Having moved to node-red 1.3 I decided to move some external modules I use across to use the functionExternalModules feature.
One of these is js-yaml. Looking in package.json I see that I have previously installed manually version 3.14.0. I removed the require from functionGlobalContext in settings.js and and added it into Setup tab in the function node, removed the global context reference in the function itself and Deployed.
When I ran the function I got an error because it had installed version 4 of the module, which has a breaking change. So I adjusted the code to allow for that and now it works ok. However, if I run, in the .node-red folder, npm list js-yaml
it shows v3.14.0, but if I go into the externalModules folder and run it, it shows 4.1.0. I can remove the version in .node-red but I think there may be some ramifications to the way this works which may cause confusion.

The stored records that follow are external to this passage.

//! Confidence model.
//!
//! Confidence is assembled from three signals over the knowledge base:
//! coverage (how much of the query the pages answer), consistency (how much
//! the relevant pages agree with each other) and saturation (how fast new
//! pages stopped adding information). The combiner that folds them into a
//! single value is a plain function pointer, so callers can swap in their
//! own weighting scheme without touching the component math.

use serde::{Deserialize, Serialize};

use crate::config::{ConfidenceWeights, SessionConfig};
use crate::knowledge::KnowledgeSnapshot;
use crate::strategy::RelevanceStrategy;
use crate::traits::cosine_similarity;
use crate::types::page::{PageRepresentation, TermVector};
use crate::types::query::QueryRepresentation;

/// Point-in-time confidence components plus their combination.
///
/// `saturation` is the gain ratio of the most recent page against the
/// session mean: near 1.0 while pages still add information, near 0.0 once
/// the crawl has flattened out.
#[derive(Debug, Clone, Copy, PartialEq, Serialize, Deserialize)]
pub struct ConfidenceSnapshot {
    /// Query-aspect coverage, in [0, 1]
    pub coverage: f32,

    /// Cross-page agreement among relevant pages, in [0, 1]
    pub consistency: f32,

    /// Marginal-gain ratio of the latest page, in [0, 1]
    pub saturation: f32,

    /// Combined confidence, in [0, 1]
    pub overall: f32,
}

/// A function folding the three components into overall confidence.
pub type Combiner = fn(&ConfidenceWeights, f32, f32, f32) -> f32;

/// The default combiner: weighted mean of coverage, consistency and
/// inverted saturation, normalized by the weight sum.
pub fn default_combiner(
    weights: &ConfidenceWeights,
    coverage: f32,
    consistency: f32,
    saturation: f32,
) -> f32 {
    let total = weights.total();
    if total <= 0.0 {
        return 0.0;
    }

    let combined = weights.coverage * coverage
        + weights.consistency * consistency
        + weights.saturation * (1.0 - saturation);
    (combined / total).clamp(0.0, 1.0)
}

/// Computes confidence snapshots from knowledge-base state.
#[derive(Debug, Clone)]
pub struct ConfidenceEvaluator {
    weights: ConfidenceWeights,
    relevance_floor: f32,
    combiner: Combiner,
}

impl ConfidenceEvaluator {
    /// Create an evaluator with the default combiner.
    pub fn new(weights: ConfidenceWeights, relevance_floor: f32) -> Self {
        Self {
            weights,
            relevance_floor,
            combiner: default_combiner,
        }
    }

    /// Create an evaluator from a session config.
    pub fn from_config(config: &SessionConfig) -> Self {
        Self::new(config.weights, config.relevance_floor)
    }

    /// Replace the combining function.
    pub fn with_combiner(mut self, combiner: Combiner) -> Self {
        self.combiner = combiner;
        self
    }

    /// Evaluate confidence over the current knowledge.
    ///
    /// On an empty knowledge base this yields coverage 0, neutral
    /// consistency 0.5 and saturation 1.0, so a fresh session never
    /// reports spurious confidence.
    pub fn evaluate(
        &self,
        snapshot: KnowledgeSnapshot<'_>,
        strategy: &dyn RelevanceStrategy,
        query: &QueryRepresentation,
    ) -> ConfidenceSnapshot {
        let coverage = strategy.coverage(snapshot.aggregate, query).clamp(0.0, 1.0);
        let consistency = self.consistency(&snapshot);
        let saturation = Self::saturation(&snapshot);
        let overall = (self.combiner)(&self.weights, coverage, consistency, saturation);

        ConfidenceSnapshot {
            coverage,
            consistency,
            saturation,
            overall,
        }
    }

    /// Agreement among pages above the relevance floor: one minus the
    /// variance of their pairwise representation similarities. Neutral 0.5
    /// below two qualifying pages.
    fn consistency(&self, snapshot: &KnowledgeSnapshot<'_>) -> f32 {
        let relevant: Vec<&PageRepresentation> = snapshot
            .pages
            .iter()
            .filter(|page| page.relevance >= self.relevance_floor)
            .map(|page| &page.representation)
            .collect();
        if relevant.len() < 2 {
            return 0.5;
        }

        let mut similarities = Vec::new();
        for (i, a) in relevant.iter().enumerate() {
            for b in &relevant[i + 1..] {
                if let Some(similarity) = representation_similarity(a, b) {
                    similarities.push(similarity);
                }
            }
        }
        if similarities.is_empty() {
            return 0.5;
        }

        let mean = similarities.iter().sum::<f32>() / similarities.len() as f32;
        let variance = similarities
            .iter()
            .map(|s| (s - mean).powi(2))
            .sum::<f32>()
            / similarities.len() as f32;

        (1.0 - variance).clamp(0.0, 1.0)
    }

    /// Gain ratio of the latest page against the session mean.
    fn saturation(snapshot: &KnowledgeSnapshot<'_>) -> f32 {
        let Some(last_gain) = snapshot.last_gain() else {
            return 1.0;
        };
        let mean = snapshot.mean_gain();
        if mean <= f32::EPSILON {
            return 0.0;
        }
        (last_gain / mean).clamp(0.0, 1.0)
    }
}

/// Similarity between two page representations, if comparable.
///
/// Term vectors compare by Jaccard overlap of their distinct terms,
/// embeddings by cosine similarity clamped to [0, 1]. Missing
/// representations are incomparable.
fn representation_similarity(a: &PageRepresentation, b: &PageRepresentation) -> Option<f32> {
    match (a, b) {
        (PageRepresentation::Terms(a), PageRepresentation::Terms(b)) => Some(jaccard(a, b)),
        (PageRepresentation::Embedding(a), PageRepresentation::Embedding(b)) => {
            Some(cosine_similarity(a, b).clamp(0.0, 1.0))
        }
        _ => None,
    }
}

fn jaccard(a: &TermVector, b: &TermVector) -> f32 {
    if a.counts.is_empty() && b.counts.is_empty() {
        return 0.0;
    }
    let intersection = a.counts.keys().filter(|term| b.counts.contains_key(*term)).count();
    let union = a.distinct() + b.distinct() - intersection;
    if union == 0 {
        return 0.0;
    }
    intersection as f32 / union as f32
}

npm list in the .node-red folder no longer shows the versions of modules actually in use, which is unfortunate.
If I were to upgrade nodejs then I assume that I would have to run npm rebuild from the externalModules folder as well as in the .node-red folder.
Does the install script rebuild in that folder after a nodejs upgrade?

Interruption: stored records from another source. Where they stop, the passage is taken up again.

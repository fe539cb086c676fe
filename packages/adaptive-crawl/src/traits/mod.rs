//! Trait boundaries to the external collaborators.

pub mod fetcher;
pub mod provider;

pub use fetcher::PageFetcher;
pub use provider::{cosine_similarity, SemanticProvider};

Any backup strategy needs to include package.json and package-lock.json from that folder.
On restoring from a backup it will be necessary to run npm install from that folder as well as from the .node-red folder.
There were simply too many problem scenarios to deal with when trying to put them in the main package.json file.
We don't know what the user has manually installed and what has been installed by the runtime as an external module. You'll note there is no UI currently to let the user uninstall anything. That ties back to when we were trying to making it all work seamlessly in the top level node modules. There are simply too many scenarios that resulted in the user removing something they didn't mean to and breaking things.
It was a cleaner solution to keep the external modules used by the flow in a separate location.
Yes there is a slight admin overhead and we need to document etc. But this is also the very first release of this feature so it can evolve and improve with feedback and more contributions.
If you're very interested, I spent a couple hours on one of my weekly live streams agonising over all the issues we faced trying to get into work in the top level package.json - and you can see when I decided it would be cleaner to separate them out.